- Type: NHS Trust
- Established: 1 April 2000
- Region served: Worcestershire
- Establishments: 4
- Hospitals: Worcestershire Royal Hospital; The Alexandra Hospital; Kidderminster Hospital and Treatment Centre; Evesham hospital (Burlingham ward);
- Chair: Russell Hardy
- Chief executive: Glen Burley
- Website: www.worcsacute.nhs.uk

= Worcestershire Acute Hospitals NHS Trust =

NHS hospital trust

Worcestershire Acute Hospitals NHS Trust is an NHS trust which runs three hospitals and one ward in Worcestershire, England: The Worcestershire Royal Hospital in Worcester, the Alexandra Hospital in Redditch, Kidderminster Hospital and Treatment Centre in Kidderminster, and Burlingham Ward at Evesham Community Hospital in Evesham.

==History==
===Reorganisation===
Services in Kidderminster and Redditch have been under threat for many years. Proposals to downgrade Kidderminster hospital provoked the establishment of Independent Community and Health Concern. Their candidate Dr Richard Taylor defeated David Lock the sitting Labour MP in the 2001 general election. The building of the new Treatment Centre, in Kidderminster was handled by Durrow healthcare consultancy.

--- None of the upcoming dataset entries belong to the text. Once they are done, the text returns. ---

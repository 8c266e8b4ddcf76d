use chrono::{DateTime, Utc};
use serde::{Deserialize, Serialize};

#[derive(Debug, Clone, Copy, PartialEq, Eq, Hash, Default, Serialize, Deserialize)]
#[serde(rename_all = "lowercase")]
pub enum PixelArtStyle {
    #[default]
    Retro,
    Modern,
    Minimalist,
    Dithered,
    Isometric,
}

impl PixelArtStyle {
    /// Wording used when describing the style to an image model.
    pub fn description(self) -> &'static str {
        match self {
            Self::Retro => "retro 8-bit NES-style",
            Self::Modern => "16-bit SNES-style",
            Self::Minimalist => "minimalist",
            Self::Dithered => "dithered",
            Self::Isometric => "isometric",
        }
    }

    pub fn as_str(self) -> &'static str {
        match self {
            Self::Retro => "retro",
            Self::Modern => "modern",
            Self::Minimalist => "minimalist",
            Self::Dithered => "dithered",
            Self::Isometric => "isometric",
        }
    }
}

#[derive(Debug, Clone, Copy, PartialEq, Eq, Hash, Default, Serialize, Deserialize)]
#[serde(rename_all = "lowercase")]
pub enum BackgroundType {
    #[default]
    Transparent,
    Solid,
    Gradient,
    Pattern,
}

impl BackgroundType {
    pub fn description(self) -> &'static str {
        match self {
            Self::Transparent => "transparent background",
            Self::Solid => "simple solid color background",
            Self::Gradient => "subtle gradient background",
            Self::Pattern => "simple pattern background",
        }
    }
}

#[derive(Debug, Clone, Copy, PartialEq, Eq, Hash, Default, Serialize, Deserialize)]
#[serde(rename_all = "lowercase")]
pub enum AnimationType {
    #[default]
    None,
    Breathing,
    Flickering,
    Floating,
}

/// Rendering settings of one artifact version.
///
/// Replaced wholesale whenever a new version is produced.
#[derive(Debug, Clone, PartialEq, Eq, Serialize, Deserialize)]
#[serde(rename_all = "camelCase")]
pub struct ArtSettings {
    pub pixel_size: u32,
    pub style: PixelArtStyle,
    pub palette_id: String,
    pub background_type: BackgroundType,
    pub animation_type: AnimationType,
}

impl Default for ArtSettings {
    fn default() -> Self {
        Self {
            pixel_size: 8,
            style: PixelArtStyle::default(),
            palette_id: "gameboy".to_string(),
            background_type: BackgroundType::default(),
            animation_type: AnimationType::default(),
        }
    }
}

/// A partial update to an artifact's metadata and settings.
///
/// Also recorded verbatim as the `changes` of a [`VersionSnapshot`].
#[derive(Debug, Clone, Default, PartialEq, Eq, Serialize, Deserialize)]
#[serde(rename_all = "camelCase")]
pub struct SettingsPatch {
    #[serde(default, skip_serializing_if = "Option::is_none")]
    pub name: Option<String>,
    #[serde(default, skip_serializing_if = "Option::is_none")]
    pub description: Option<String>,
    #[serde(default, skip_serializing_if = "Option::is_none")]
    pub tags: Option<Vec<String>>,
    #[serde(default, skip_serializing_if = "Option::is_none")]
    pub pixel_size: Option<u32>,
    #[serde(default, skip_serializing_if = "Option::is_none")]
    pub style: Option<PixelArtStyle>,
    #[serde(default, skip_serializing_if = "Option::is_none")]
    pub palette_id: Option<String>,
    #[serde(default, skip_serializing_if = "Option::is_none")]
    pub background_type: Option<BackgroundType>,
    #[serde(default, skip_serializing_if = "Option::is_none")]
    pub animation_type: Option<AnimationType>,
}

impl SettingsPatch {
    /// The settings that result from applying this patch on top of `base`.
    pub fn apply_to(&self, base: &ArtSettings) -> ArtSettings {
        ArtSettings {
            pixel_size: self.pixel_size.unwrap_or(base.pixel_size),
            style: self.style.unwrap_or(base.style),
            palette_id: self
                .palette_id
                .clone()
                .unwrap_or_else(|| base.palette_id.clone()),
            background_type: self.background_type.unwrap_or(base.background_type),
            animation_type: self.animation_type.unwrap_or(base.animation_type),
        }
    }

    pub fn is_empty(&self) -> bool {
        *self == Self::default()
    }
}

/// Addressable location of an image and its thumbnail.
#[derive(Debug, Clone, PartialEq, Eq, Serialize, Deserialize)]
#[serde(rename_all = "camelCase")]
pub struct ImageRef {
    pub image_url: String,
    pub thumbnail_url: String,
}

/// Immutable record of a prior artifact state.
#[derive(Debug, Clone, PartialEq, Serialize, Deserialize)]
#[serde(rename_all = "camelCase")]
pub struct VersionSnapshot {
    pub timestamp: DateTime<Utc>,
    #[serde(flatten)]
    pub image: ImageRef,
    #[serde(default)]
    pub prompt: Option<String>,
    /// The patch applied going into the following version.
    #[serde(default)]
    pub changes: SettingsPatch,
}

/// A stored pixel art creation.
#[derive(Debug, Clone, PartialEq, Serialize, Deserialize)]
#[serde(rename_all = "camelCase")]
pub struct Artifact {
    pub id: String,
    pub name: String,
    #[serde(flatten)]
    pub image: ImageRef,
    pub width: u32,
    pub height: u32,
    #[serde(flatten)]
    pub settings: ArtSettings,
    pub is_animated: bool,
    #[serde(default)]
    pub tags: Vec<String>,
    #[serde(default)]
    pub description: Option<String>,
    #[serde(default)]
    pub prompt: Option<String>,
    /// Oldest first, bounded by [`crate::history::HISTORY_LIMIT`].
    #[serde(default)]
    pub version_history: Vec<VersionSnapshot>,
    pub created_at: DateTime<Utc>,
    pub updated_at: DateTime<Utc>,
    /// Optimistic concurrency counter, bumped by the repository on replace.
    #[serde(default)]
    pub revision: u64,
}

/// Everything needed to create an [`Artifact`].
#[derive(Debug, Clone)]
pub struct NewArtifact {
    pub name: String,
    pub image: ImageRef,
    pub width: u32,
    pub height: u32,
    pub settings: ArtSettings,
    pub tags: Vec<String>,
    pub prompt: Option<String>,
}

impl Artifact {
    pub fn new(new: NewArtifact) -> Self {
        let now = Utc::now();
        let is_animated = new.settings.animation_type != AnimationType::None;

        Self {
            id: uuid::Uuid::new_v4().to_string(),
            name: new.name,
            image: new.image,
            width: new.width,
            height: new.height,
            settings: new.settings,
            is_animated,
            tags: new.tags,
            description: None,
            prompt: new.prompt,
            version_history: Vec::new(),
            created_at: now,
            updated_at: now,
            revision: 0,
        }
    }

    /// Snapshot of the current state, to be archived before it is replaced.
    pub fn snapshot(&self, changes: SettingsPatch, timestamp: DateTime<Utc>) -> VersionSnapshot {
        VersionSnapshot {
            timestamp,
            image: self.image.clone(),
            prompt: self.prompt.clone(),
            changes,
        }
    }

    pub fn set_settings(&mut self, settings: ArtSettings) {
        self.is_animated = settings.animation_type != AnimationType::None;
        self.settings = settings;
    }

    /// Applies the metadata part and the settings part of `patch`.
    pub fn apply_patch(&mut self, patch: &SettingsPatch) {
        if let Some(name) = &patch.name {
            self.name = name.clone();
        }
        if let Some(description) = &patch.description {
            self.description = Some(description.clone());
        }
        if let Some(tags) = &patch.tags {
            self.tags = tags.clone();
        }
        let settings = patch.apply_to(&self.settings);
        self.set_settings(settings);
    }
}

/// Filters and paging for artifact listings.
#[derive(Debug, Clone, Serialize, Deserialize)]
#[serde(rename_all = "camelCase")]
pub struct ArtifactQuery {
    #[serde(default)]
    pub skip: usize,
    #[serde(default = "default_limit")]
    pub limit: usize,
    #[serde(default)]
    pub tag: Option<String>,
    #[serde(default)]
    pub style: Option<PixelArtStyle>,
    #[serde(default)]
    pub palette_id: Option<String>,
    /// Case-insensitive substring of the name.
    #[serde(default)]
    pub q: Option<String>,
}

fn default_limit() -> usize {
    100
}

impl Default for ArtifactQuery {
    fn default() -> Self {
        Self {
            skip: 0,
            limit: default_limit(),
            tag: None,
            style: None,
            palette_id: None,
            q: None,
        }
    }
}

impl ArtifactQuery {
    pub fn matches(&self, artifact: &Artifact) -> bool {
        if let Some(tag) = &self.tag
            && !artifact.tags.iter().any(|t| t == tag)
        {
            return false;
        }
        if let Some(style) = self.style
            && artifact.settings.style != style
        {
            return false;
        }
        if let Some(palette_id) = &self.palette_id
            && &artifact.settings.palette_id != palette_id
        {
            return false;
        }
        if let Some(q) = &self.q
            && !artifact.name.to_lowercase().contains(&q.to_lowercase())
        {
            return false;
        }
        true
    }

    /// Filters, orders newest first and pages `artifacts`.
    pub fn select(&self, artifacts: impl IntoIterator<Item = Artifact>) -> ArtifactPage {
        let mut matching: Vec<Artifact> = artifacts
            .into_iter()
            .filter(|a| self.matches(a))
            .collect();
        matching.sort_by(|a, b| {
            b.created_at
                .cmp(&a.created_at)
                .then_with(|| a.id.cmp(&b.id))
        });

        let total = matching.len();
        let items = matching
            .into_iter()
            .skip(self.skip)
            .take(self.limit)
            .collect();

        ArtifactPage { items, total }
    }
}

#[derive(Debug, Clone, Serialize, Deserialize)]
pub struct ArtifactPage {
    pub items: Vec<Artifact>,
    pub total: usize,
}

In November 2013 further proposals to reduce services in Redditch were opposed by Redditch, Bromsgrove and Stratford councils who claimed "The removal of services from Redditch will leave what is already a vulnerable society, with the worst accessibility to health services in the region, and will introduce substantial inequalities with the populations of Redditch, Bromsgrove, Studley, Alcester and neighbouring areas being significantly worse off than all other areas in Worcestershire."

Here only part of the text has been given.